[Stored data — start]

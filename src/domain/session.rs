//! Exploration state machine.
//!
//! A session starts `Exploring` at the map root and only leaves that state
//! through an explicit exit. Leaves do not end the walk: from a leaf the only
//! valid command is `exit`.

use tracing::{debug, info, instrument};

use crate::domain::command::Command;
use crate::domain::error::{DomainError, DomainResult};
use crate::domain::ledger::ClueLedger;
use crate::domain::location::{Direction, Location, LocationId, LocationTree};
use crate::domain::suspects::SuspectIndex;
use crate::domain::visits::VisitLog;

#[derive(Debug, Clone, Copy, PartialEq, Eq)]
pub enum SessionState {
    Exploring,
    Exited,
}

/// Who a clue points at, as far as the suspect index knows.
#[derive(Debug, Clone, PartialEq, Eq)]
pub enum Lead {
    Implicates(String),
    Unknown,
}

#[derive(Debug, Clone, PartialEq, Eq)]
pub struct ClueSighting {
    pub clue: String,
    /// `false` when the clue was already in the ledger
    pub newly_collected: bool,
    pub lead: Lead,
}

/// Moves available from a location (exit is always available).
#[derive(Debug, Clone, Copy, PartialEq, Eq)]
pub struct Moves {
    pub left: bool,
    pub right: bool,
}

impl Moves {
    pub fn is_dead_end(&self) -> bool {
        !self.left && !self.right
    }
}

/// What the player sees when entering a location.
#[derive(Debug, Clone, PartialEq, Eq)]
pub struct Arrival {
    pub location: String,
    pub sighting: Option<ClueSighting>,
    pub moves: Moves,
}

#[derive(Debug, Clone, PartialEq, Eq)]
pub enum StepOutcome {
    Arrived(Arrival),
    /// No child on that side; cursor and visit log are unchanged.
    InvalidMove(Direction),
    InvalidCommand(String),
    Exited,
}

/// Everything an exploration leaves behind for the verdict.
#[derive(Debug)]
pub struct ExplorationReport {
    pub visits: VisitLog,
    pub ledger: ClueLedger,
}

#[derive(Debug)]
pub struct ExplorationSession<'a> {
    tree: &'a LocationTree,
    index: &'a SuspectIndex,
    cursor: LocationId,
    state: SessionState,
    visits: VisitLog,
    ledger: ClueLedger,
}

impl<'a> ExplorationSession<'a> {
    /// Start at the root, which counts as the first visit.
    #[instrument(level = "debug", skip_all)]
    pub fn start(tree: &'a LocationTree, index: &'a SuspectIndex) -> DomainResult<(Self, Arrival)> {
        let root = tree.root().ok_or(DomainError::EmptyMap)?;
        let mut session = Self {
            tree,
            index,
            cursor: root,
            state: SessionState::Exploring,
            visits: VisitLog::new(),
            ledger: ClueLedger::new(),
        };
        let arrival = session.enter(root)?;
        Ok((session, arrival))
    }

    /// Feed one command into the state machine.
    #[instrument(level = "debug", skip(self))]
    pub fn apply(&mut self, command: &Command) -> DomainResult<StepOutcome> {
        if self.state == SessionState::Exited {
            return Err(DomainError::SessionEnded);
        }

        match command {
            Command::Move(side) => match self.tree.child(self.cursor, *side) {
                Some(next) => {
                    let arrival = self.enter(next)?;
                    Ok(StepOutcome::Arrived(arrival))
                }
                None => {
                    debug!(%side, "no path from current location");
                    Ok(StepOutcome::InvalidMove(*side))
                }
            },
            Command::Exit => {
                self.state = SessionState::Exited;
                info!("exploration ended after {} visits", self.visits.len());
                Ok(StepOutcome::Exited)
            }
            Command::Unknown(raw) => Ok(StepOutcome::InvalidCommand(raw.clone())),
        }
    }

    fn enter(&mut self, idx: LocationId) -> DomainResult<Arrival> {
        let location = self.tree.location(idx)?;
        self.cursor = idx;
        self.visits.record(location.name())?;

        let sighting = location.clue().map(|clue| {
            let newly_collected = self.ledger.insert(clue);
            let lead = match self.index.get(clue) {
                Some(suspect) => Lead::Implicates(suspect.to_string()),
                None => Lead::Unknown,
            };
            debug!(clue, newly_collected, ?lead, "clue sighted");
            ClueSighting {
                clue: clue.to_string(),
                newly_collected,
                lead,
            }
        });

        Ok(Arrival {
            location: location.name().to_string(),
            sighting,
            moves: self.moves(),
        })
    }

    pub fn state(&self) -> SessionState {
        self.state
    }

    pub fn cursor(&self) -> LocationId {
        self.cursor
    }

    pub fn current(&self) -> DomainResult<&'a Location> {
        self.tree.location(self.cursor)
    }

    pub fn moves(&self) -> Moves {
        Moves {
            left: self.tree.has_left(self.cursor),
            right: self.tree.has_right(self.cursor),
        }
    }

    pub fn visits(&self) -> &VisitLog {
        &self.visits
    }

    pub fn ledger(&self) -> &ClueLedger {
        &self.ledger
    }

    /// Hand over the visit log and ledger. A session still exploring is
    /// treated as exited (end of input).
    pub fn finish(self) -> ExplorationReport {
        ExplorationReport {
            visits: self.visits,
            ledger: self.ledger,
        }
    }
}

#[cfg(test)]
mod tests {
    use super::*;

    fn corridor_map() -> (LocationTree, SuspectIndex) {
        let mut tree = LocationTree::new();
        let root = tree
            .set_root(Location::build("Hall", Some("Muddy footprints")).unwrap())
            .unwrap();
        tree.attach_right(root, Location::build("Corridor", None).unwrap())
            .unwrap();
        let index: SuspectIndex = [("Muddy footprints", "Gardener")].into_iter().collect();
        (tree, index)
    }

    #[test]
    fn test_start_visits_root() {
        let (tree, index) = corridor_map();
        let (session, arrival) = ExplorationSession::start(&tree, &index).unwrap();
        assert_eq!(arrival.location, "Hall");
        assert_eq!(
            arrival.sighting,
            Some(ClueSighting {
                clue: "Muddy footprints".to_string(),
                newly_collected: true,
                lead: Lead::Implicates("Gardener".to_string()),
            })
        );
        assert_eq!(arrival.moves, Moves { left: false, right: true });
        assert_eq!(session.visits().names(), vec!["Hall"]);
        assert_eq!(session.state(), SessionState::Exploring);
    }

    #[test]
    fn test_start_on_empty_map_fails() {
        let tree = LocationTree::new();
        let index = SuspectIndex::new();
        assert_eq!(
            ExplorationSession::start(&tree, &index).unwrap_err(),
            DomainError::EmptyMap
        );
    }

    #[test]
    fn test_invalid_move_leaves_state_unchanged() {
        let (tree, index) = corridor_map();
        let (mut session, _) = ExplorationSession::start(&tree, &index).unwrap();
        let cursor = session.cursor();

        let outcome = session.apply(&Command::Move(Direction::Left)).unwrap();

        assert_eq!(outcome, StepOutcome::InvalidMove(Direction::Left));
        assert_eq!(session.cursor(), cursor);
        assert_eq!(session.visits().len(), 1);
    }

    #[test]
    fn test_unknown_command_is_reported() {
        let (tree, index) = corridor_map();
        let (mut session, _) = ExplorationSession::start(&tree, &index).unwrap();
        let outcome = session.apply(&Command::parse("jump")).unwrap();
        assert_eq!(outcome, StepOutcome::InvalidCommand("jump".to_string()));
        assert_eq!(session.state(), SessionState::Exploring);
    }

    #[test]
    fn test_leaf_does_not_end_session() {
        let (tree, index) = corridor_map();
        let (mut session, _) = ExplorationSession::start(&tree, &index).unwrap();
        match session.apply(&Command::Move(Direction::Right)).unwrap() {
            StepOutcome::Arrived(arrival) => {
                assert_eq!(arrival.location, "Corridor");
                assert!(arrival.sighting.is_none());
                assert!(arrival.moves.is_dead_end());
            }
            other => panic!("unexpected outcome: {:?}", other),
        }
        assert_eq!(session.state(), SessionState::Exploring);
        assert_eq!(
            session.apply(&Command::Move(Direction::Right)).unwrap(),
            StepOutcome::InvalidMove(Direction::Right)
        );
        assert_eq!(session.apply(&Command::Exit).unwrap(), StepOutcome::Exited);
        assert_eq!(session.state(), SessionState::Exited);
    }

    #[test]
    fn test_commands_after_exit_are_rejected() {
        let (tree, index) = corridor_map();
        let (mut session, _) = ExplorationSession::start(&tree, &index).unwrap();
        session.apply(&Command::Exit).unwrap();
        assert_eq!(
            session.apply(&Command::Move(Direction::Right)),
            Err(DomainError::SessionEnded)
        );
    }

    #[test]
    fn test_finish_hands_over_visits_and_ledger() {
        let (tree, index) = corridor_map();
        let (mut session, _) = ExplorationSession::start(&tree, &index).unwrap();
        session.apply(&Command::Move(Direction::Right)).unwrap();
        session.apply(&Command::Exit).unwrap();
        let report = session.finish();
        assert_eq!(report.visits.names(), vec!["Hall", "Corridor"]);
        assert_eq!(report.ledger.enumerate_in_order(), vec!["Muddy footprints"]);
    }
}
//! Configuration management with layered loading
//!
//! Precedence (lowest to highest):
//! 1. Compiled defaults
//! 2. Global config: `$XDG_CONFIG_HOME/dquest/dquest.toml`
//! 3. Environment variables: `DQUEST_*` prefix
//! 4. Command line flags (applied by the CLI layer)

use std::path::{Path, PathBuf};

use config::{Config, ConfigError, Environment, File};
use directories::ProjectDirs;
use serde::{Deserialize, Serialize};
use tracing::debug;

use crate::application::services::PlayOptions;
use crate::application::ApplicationError;
use crate::domain::expand_env_vars;

/// Unified configuration for dquest.
#[derive(Debug, Clone, Serialize, Deserialize, PartialEq, Eq)]
#[serde(default)]
pub struct Settings {
    /// Case file to play (default: the built-in mansion)
    #[serde(skip_serializing_if = "Option::is_none")]
    pub case_file: Option<PathBuf>,
    /// List known suspects before the accusation
    pub list_suspects: bool,
    /// List available moves at every prompt
    pub show_moves: bool,
}

impl Default for Settings {
    fn default() -> Self {
        Self {
            case_file: None,
            list_suspects: true,
            show_moves: true,
        }
    }
}

/// Get the XDG config directory for dquest.
pub fn global_config_dir() -> Option<PathBuf> {
    ProjectDirs::from("", "", "dquest").map(|dirs| dirs.config_dir().to_path_buf())
}

/// Get the path to the global config file.
pub fn global_config_path() -> Option<PathBuf> {
    global_config_dir().map(|dir| dir.join("dquest.toml"))
}

fn config_err(e: ConfigError) -> ApplicationError {
    ApplicationError::Config {
        message: e.to_string(),
    }
}

impl Settings {
    /// Load settings from defaults, the global config file and `DQUEST_*` env vars.
    pub fn load() -> Result<Self, ApplicationError> {
        Self::load_from(global_config_path().as_deref())
    }

    /// Load settings using `config_file` as the global config (missing file is fine).
    pub fn load_from(config_file: Option<&Path>) -> Result<Self, ApplicationError> {
        let defaults = Settings::default();
        let mut builder = Config::builder()
            .set_default("list_suspects", defaults.list_suspects)
            .map_err(config_err)?
            .set_default("show_moves", defaults.show_moves)
            .map_err(config_err)?;

        if let Some(path) = config_file {
            debug!("config file: {}", path.display());
            builder = builder.add_source(File::from(path).required(false));
        }

        builder = builder.add_source(
            Environment::with_prefix("DQUEST")
                .prefix_separator("_")
                .separator("__")
                .try_parsing(true),
        );

        let config = builder.build().map_err(config_err)?;
        let mut settings: Self = config.try_deserialize().map_err(config_err)?;
        settings.expand_paths();
        Ok(settings)
    }

    /// Expand `~`, `$VAR` and `${VAR}` in the case file path.
    fn expand_paths(&mut self) {
        if let Some(path) = &self.case_file {
            self.case_file = Some(PathBuf::from(expand_env_vars(
                path.to_string_lossy().as_ref(),
            )));
        }
    }

    pub fn play_options(&self) -> PlayOptions {
        PlayOptions {
            list_suspects: self.list_suspects,
            show_moves: self.show_moves,
        }
    }

    /// Render as TOML (for `config show`).
    pub fn to_toml(&self) -> Result<String, ApplicationError> {
        toml::to_string_pretty(self).map_err(|e| ApplicationError::Config {
            message: e.to_string(),
        })
    }
}

#[cfg(test)]
mod tests {
    use super::*;

    #[test]
    fn test_defaults() {
        let settings = Settings::default();
        assert_eq!(settings.case_file, None);
        assert!(settings.list_suspects);
        assert!(settings.show_moves);
    }

    #[test]
    fn test_play_options_follow_settings() {
        let settings = Settings {
            case_file: None,
            list_suspects: false,
            show_moves: true,
        };
        assert_eq!(
            settings.play_options(),
            PlayOptions {
                list_suspects: false,
                show_moves: true
            }
        );
    }

    #[test]
    fn test_to_toml_omits_missing_case_file() {
        let rendered = Settings::default().to_toml().unwrap();
        assert!(rendered.contains("list_suspects = true"));
        assert!(!rendered.contains("case_file"));
    }
}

[Stored data — finish]

> **Exercise**:
From the data above, reproduce word for word the lines running from the line with "let lead = match" to the line with "(end of input).", ends included.

> **Exercise output**:
            let lead = match self.index.get(clue) {
                Some(suspect) => Lead::Implicates(suspect.to_string()),
                None => Lead::Unknown,
            };
            debug!(clue, newly_collected, ?lead, "clue sighted");
            ClueSighting {
                clue: clue.to_string(),
                newly_collected,
                lead,
            }
        });

        Ok(Arrival {
            location: location.name().to_string(),
            sighting,
            moves: self.moves(),
        })
    }

    pub fn state(&self) -> SessionState {
        self.state
    }

    pub fn cursor(&self) -> LocationId {
        self.cursor
    }

    pub fn current(&self) -> DomainResult<&'a Location> {
        self.tree.location(self.cursor)
    }

    pub fn moves(&self) -> Moves {
        Moves {
            left: self.tree.has_left(self.cursor),
            right: self.tree.has_right(self.cursor),
        }
    }

    pub fn visits(&self) -> &VisitLog {
        &self.visits
    }

    pub fn ledger(&self) -> &ClueLedger {
        &self.ledger
    }

    /// Hand over the visit log and ledger. A session still exploring is
    /// treated as exited (end of input).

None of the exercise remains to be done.